There were numerous landed women of note in the West. For example, María Rita Valdez operated Rancho Rodeo de las Aguas, now better known as a center of affluence and glamour: Beverly Hills. (Rodeo Drive takes its name from Rancho Rodeo.) After the U.S.-Mexican War, the del Valle family of Southern California held on to Rancho Camulos, and when Ygnacio, the patriarch, died, his widow Isabel and daughter Josefa successfully took over the ranch’s operations. Other successful entrepreneurs and property holders, who defended their interests in court when necessary, included San Francisco’s Juana Briones, Santa Fe’s Gertrudis Barceló, San Antonio-born María del Carmen Calvillo, and Phoenix’s Trinidad Escalante Swilling. In a frontier environment, they utilized the legal system to their advantage as women unafraid to exert their own authority.

The Arts

The West gave women special opportunities as authors. Aspiring writers saw literary “material” in the stuff of their daily lives in frontier, rural, and urban western spaces.
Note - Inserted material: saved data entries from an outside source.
//! Hand-written lexer for view.tree sources.
//!
//! Line-oriented state machine:
//! - At line start, leading tabs are measured against a level stack and
//!   converted into `Indent`/`Dedent` tokens (one `Dedent` per popped level).
//! - Inside a line, elements are separated by spaces; `#` comments are trivia.
//!
//! A final `Newline` is synthesized when the file does not end with LF, then
//! all open levels are drained as `Dedent`s.

use viewtree_grammar::Grammar;

use crate::token::{Token, TokenType};
use crate::{Location, ParseError};

/// Tokenize a source string into a sequence of tokens.
pub fn tokenize(source: &str, grammar: &Grammar) -> Result<Vec<Token>, ParseError> {
    let mut lexer = Lexer::new(source, grammar);
    lexer.tokenize()
}

struct Lexer<'a> {
    text: &'a str,
    source: &'a [u8],
    pos: usize,
    line: usize,
    col: usize,
    indent_stack: Vec<usize>,
    at_line_start: bool,
    line_has_element: bool,
    operators: Vec<(String, TokenType)>,
}

/// Map an operator rule name from the grammar artifact to its token type.
fn operator_token(rule: &str) -> Option<TokenType> {
    Some(match rule {
        "arrow_both" => TokenType::ArrowBoth,
        "arrow_left" => TokenType::ArrowLeft,
        "arrow_right" => TokenType::ArrowRight,
        "op_dash" => TokenType::Dash,
        "op_slash" => TokenType::Slash,
        "op_star" => TokenType::Star,
        "op_caret" => TokenType::Caret,
        "op_at" => TokenType::At,
        _ => return None,
    })
}

impl<'a> Lexer<'a> {
    fn new(source: &'a str, grammar: &Grammar) -> Self {
        let operators = grammar
            .operators_by_length()
            .into_iter()
            .filter_map(|(rule, literal)| {
                operator_token(rule).map(|tt| (literal.to_string(), tt))
            })
            .collect();
        Self {
            text: source,
            source: source.as_bytes(),
            pos: 0,
            line: 1,
            col: 1,
            indent_stack: vec![0],
            at_line_start: true,
            line_has_element: false,
            operators,
        }
    }

    fn tokenize(&mut self) -> Result<Vec<Token>, ParseError> {
        let mut tokens = Vec::new();

        while self.pos < self.source.len() {
            if self.at_line_start {
                self.lex_line_start(&mut tokens)?;
            } else {
                self.lex_element(&mut tokens)?;
            }
        }

        // The grammar requires every line to end with LF.
        if !self.at_line_start {
            tokens.push(Token::new(TokenType::Newline, "\n", self.here()));
        }
        while self.indent_stack.len() > 1 {
            self.indent_stack.pop();
            tokens.push(Token::new(TokenType::Dedent, "", self.here()));
        }
        tokens.push(Token::new(TokenType::Eof, "", self.here()));

        Ok(tokens)
    }

    /// Measure leading tabs and emit Indent/Dedent tokens.
    fn lex_line_start(&mut self, tokens: &mut Vec<Token>) -> Result<(), ParseError> {
        let mut tabs = 0usize;
        let mut space_at = None;
        loop {
            match self.peek() {
                Some(b'\t') => {
                    self.advance_one();
                    tabs += 1;
                }
                Some(b' ') => {
                    if space_at.is_none() {
                        space_at = Some((self.line, self.col));
                    }
                    self.advance_one();
                }
                _ => break,
            }
        }

        // Blank line: only trivia before the newline; the level stack is
        // untouched no matter what whitespace the line carries.
        let is_blank = matches!(self.peek(), None | Some(b'\n') | Some(b'\r') | Some(b'#'));
        if is_blank {
            if self.peek() == Some(b'#') {
                self.skip_line_comment();
            }
            self.consume_newline_into(tokens);
            return Ok(());
        }

        // Only a line with content gets its indentation policed.
        if let Some((line, column)) = space_at {
            return Err(ParseError::IndentSpace { line, column });
        }

        let prev = self.indent_stack.last().copied().unwrap_or(0);
        if tabs > prev {
            self.indent_stack.push(tabs);
            tokens.push(Token::new(TokenType::Indent, "", self.here()));
        } else if tabs < prev {
            while self.indent_stack.last().copied().unwrap_or(0) > tabs {
                self.indent_stack.pop();
                tokens.push(Token::new(TokenType::Dedent, "", self.here()));
            }
            if self.indent_stack.last().copied().unwrap_or(0) != tabs {
                return Err(ParseError::IndentMismatch {
                    line: self.line,
                    column: self.col,
                });
            }
        }

        self.at_line_start = false;
        self.line_has_element = false;
        Ok(())
    }

    /// Lex a single element (or separator/terminator) inside a line.
    fn lex_element(&mut self, tokens: &mut Vec<Token>) -> Result<(), ParseError> {
        while matches!(self.peek(), Some(b' ') | Some(b'\t')) {
            self.advance_one();
        }

        let loc = self.here();
        let Some(c) = self.peek() else {
            return Ok(());
        };

        match c {
            b'\r' | b'\n' => {
                self.consume_newline_into(tokens);
                Ok(())
            }
            b'#' => {
                self.skip_line_comment();
                Ok(())
            }
            b'-' if !self.line_has_element && self.peek_at(1) == Some(b' ') => {
                self.lex_comment_line(tokens, loc);
                Ok(())
            }
            b'\\' => {
                self.lex_raw_string(tokens, loc);
                Ok(())
            }
            b'$' => self.lex_component_name(tokens, loc),
            b'0'..=b'9' => {
                self.lex_number(tokens, loc);
                Ok(())
            }
            b'.' if self.digit_at(1) => {
                self.lex_number(tokens, loc);
                Ok(())
            }
            b'+' | b'-' if self.digit_at(1) || (self.peek_at(1) == Some(b'.') && self.digit_at(2)) => {
                self.lex_number(tokens, loc);
                Ok(())
            }
            b'-' if self.looking_at(b"-Infinity") && !self.is_ident_continue_at(self.pos + 9) => {
                let value = &self.text[self.pos..self.pos + 9];
                tokens.push(Token::new(TokenType::SpecialNumber, value, loc));
                self.advance_n(9);
                self.line_has_element = true;
                Ok(())
            }
            b'A'..=b'Z' | b'a'..=b'z' | b'_' => {
                self.lex_word(tokens, loc);
                Ok(())
            }
            _ => self.lex_operator(tokens, loc),
        }
    }

    /// Comment line: `- ` plus text to end of line.
    fn lex_comment_line(&mut self, tokens: &mut Vec<Token>, loc: Location) {
        self.advance_n(2); // "- "
        let start = self.pos;
        while !matches!(self.peek(), None | Some(b'\n') | Some(b'\r')) {
            self.advance_one();
        }
        tokens.push(Token::new(
            TokenType::CommentLine,
            &self.text[start..self.pos],
            loc,
        ));
        self.line_has_element = true;
    }

    /// Raw string: `\` plus everything to end of line, spaces included.
    fn lex_raw_string(&mut self, tokens: &mut Vec<Token>, loc: Location) {
        self.advance_one(); // backslash
        let start = self.pos;
        while !matches!(self.peek(), None | Some(b'\n') | Some(b'\r')) {
            self.advance_one();
        }
        tokens.push(Token::new(
            TokenType::RawString,
            &self.text[start..self.pos],
            loc,
        ));
        self.line_has_element = true;
    }

    /// Component name: `$` plus an identifier.
    fn lex_component_name(
        &mut self,
        tokens: &mut Vec<Token>,
        loc: Location,
    ) -> Result<(), ParseError> {
        let start = self.pos;
        self.advance_one(); // $
        if !matches!(self.peek(), Some(b'A'..=b'Z') | Some(b'a'..=b'z') | Some(b'_')) {
            return Err(ParseError::InvalidComponentName {
                line: loc.line,
                column: loc.column,
            });
        }
        while self.is_ident_continue_at(self.pos) {
            self.advance_one();
        }
        tokens.push(Token::new(
            TokenType::ComponentName,
            &self.text[start..self.pos],
            loc,
        ));
        self.line_has_element = true;
        Ok(())
    }

    /// Number: optional sign, integer/fraction digits, optional exponent.
    fn lex_number(&mut self, tokens: &mut Vec<Token>, loc: Location) {
        let start = self.pos;
        if matches!(self.peek(), Some(b'+') | Some(b'-')) {
            self.advance_one();
        }
        while self.digit_at(0) {
            self.advance_one();
        }
        if self.peek() == Some(b'.') {
            self.advance_one();
            while self.digit_at(0) {
                self.advance_one();
            }
        }
        if matches!(self.peek(), Some(b'e') | Some(b'E')) {
            let mut exp_len = 1;
            if matches!(self.peek_at(1), Some(b'+') | Some(b'-')) {
                exp_len = 2;
            }
            if self.digit_at(exp_len) {
                self.advance_n(exp_len);
                while self.digit_at(0) {
                    self.advance_one();
                }
            }
        }
        tokens.push(Token::new(
            TokenType::Number,
            &self.text[start..self.pos],
            loc,
        ));
        self.line_has_element = true;
    }

    /// Keyword, special number, or property identifier.
    fn lex_word(&mut self, tokens: &mut Vec<Token>, loc: Location) {
        let start = self.pos;
        while self.is_ident_continue_at(self.pos) {
            self.advance_one();
        }
        let base = &self.text[start..self.pos];

        let keyword = match base {
            "true" => Some(TokenType::True),
            "false" => Some(TokenType::False),
            "null" => Some(TokenType::Null),
            "NaN" | "Infinity" => Some(TokenType::SpecialNumber),
            _ => None,
        };
        if let Some(token_type) = keyword {
            // A `?!*` suffix turns a would-be keyword into a property name.
            if !matches!(self.peek(), Some(b'?') | Some(b'!') | Some(b'*')) {
                tokens.push(Token::new(token_type, base, loc));
                self.line_has_element = true;
                return;
            }
        }

        // Suffix run, then an optional parameter glued to it: `click?`,
        // `item*key`, `sub?val`.
        while matches!(self.peek(), Some(b'?') | Some(b'!') | Some(b'*')) {
            self.advance_one();
        }
        if self.pos > start + base.len() {
            while self.is_ident_continue_at(self.pos) {
                self.advance_one();
            }
        }
        tokens.push(Token::new(
            TokenType::PropertyIdent,
            &self.text[start..self.pos],
            loc,
        ));
        self.line_has_element = true;
    }

    /// Match against the grammar's operator table, longest literal first.
    fn lex_operator(&mut self, tokens: &mut Vec<Token>, loc: Location) -> Result<(), ParseError> {
        for i in 0..self.operators.len() {
            let (literal, token_type) = (self.operators[i].0.clone(), self.operators[i].1);
            if self.looking_at(literal.as_bytes()) {
                tokens.push(Token::new(token_type, literal.as_str(), loc));
                self.advance_n(literal.len());
                self.line_has_element = true;
                return Ok(());
            }
        }
        let ch = self.text[self.pos..].chars().next().unwrap_or('\u{fffd}');
        Err(ParseError::UnexpectedChar {
            ch,
            line: loc.line,
            column: loc.column,
        })
    }

    // ========================================================================
    // Helpers
    // ========================================================================

    fn consume_newline_into(&mut self, tokens: &mut Vec<Token>) {
        if self.peek() == Some(b'\r') {
            self.advance_one();
        }
        if self.peek() == Some(b'\n') {
            let loc = self.here();
            self.advance_one();
            tokens.push(Token::new(TokenType::Newline, "\n", loc));
        }
        self.at_line_start = true;
    }

    fn skip_line_comment(&mut self) {
        while !matches!(self.peek(), None | Some(b'\n') | Some(b'\r')) {
            self.advance_one();
        }
    }

    fn here(&self) -> Location {
        Location::new(self.line, self.col, self.pos)
    }

    fn peek(&self) -> Option<u8> {
        self.source.get(self.pos).copied()
    }

    fn peek_at(&self, offset: usize) -> Option<u8> {
        self.source.get(self.pos + offset).copied()
    }

    fn digit_at(&self, offset: usize) -> bool {
        matches!(self.peek_at(offset), Some(b'0'..=b'9'))
    }

    fn looking_at(&self, pattern: &[u8]) -> bool {
        self.source[self.pos..].starts_with(pattern)
    }

    fn is_ident_continue_at(&self, pos: usize) -> bool {
        matches!(
            self.source.get(pos),
            Some(b'A'..=b'Z') | Some(b'a'..=b'z') | Some(b'0'..=b'9') | Some(b'_')
        )
    }

    fn advance_one(&mut self) {
        if self.pos < self.source.len() {
            let byte = self.source[self.pos];
            if byte == b'\n' {
                self.line += 1;
                self.col = 1;
            } else if byte & 0xC0 != 0x80 {
                // UTF-8 continuation bytes stay within the current column.
                self.col += 1;
            }
            self.pos += 1;
        }
    }

    fn advance_n(&mut self, n: usize) {
        for _ in 0..n {
            self.advance_one();
        }
    }
}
They shaped that material into letters, journals, sketches, essays, and stories for eastern magazines and presses—and received popular acclaim.
For readers outside the West, the settings these women described were exotic: California gold camps and desert outposts, northwestern logging and mining communities, Rocky Mountain and Great Plains homesteads. Elinore Pruitt Stewart, writing from Wyoming in 1913, placed a series of letters about her homesteading experience in the prestigious Atlantic Monthly. She reported on the letters of thanks she received from appreciative readers, like the elderly woman who told her “the Letters satisfied her every wish. She said she had only to shut her eyes to see it all, to smell the pines and the sage.” Through its association with romantic national mythologies of sublime landscape and heroic endeavor, an ordinary woman’s life on a ranch in Wyoming seemed to mean more—and to reveal more—than one on a farm in Wisconsin or Connecticut.
Yet women writers were just as likely to revise as support these mythologies, which centered on male endeavor, and they frequently portrayed western sites as not wild and liberating, but provincial and claustrophobic. The Story of Mary MacLane, for example, one of the most notorious books of 1902, depicted the 19-year-old author’s desperation to escape her middle-class home in the copper
boomtown of Butte: “Can I be possessed of a peculiar rare genius,” she demands, “and yet drag my life out in obscurity in this uncouth, warped, Montana town!” Nevertheless, the city MacLane denounced was key to her literary success: Readers would have been far less intrigued by the thoughts and experience of a girl hailing from a more familiar place.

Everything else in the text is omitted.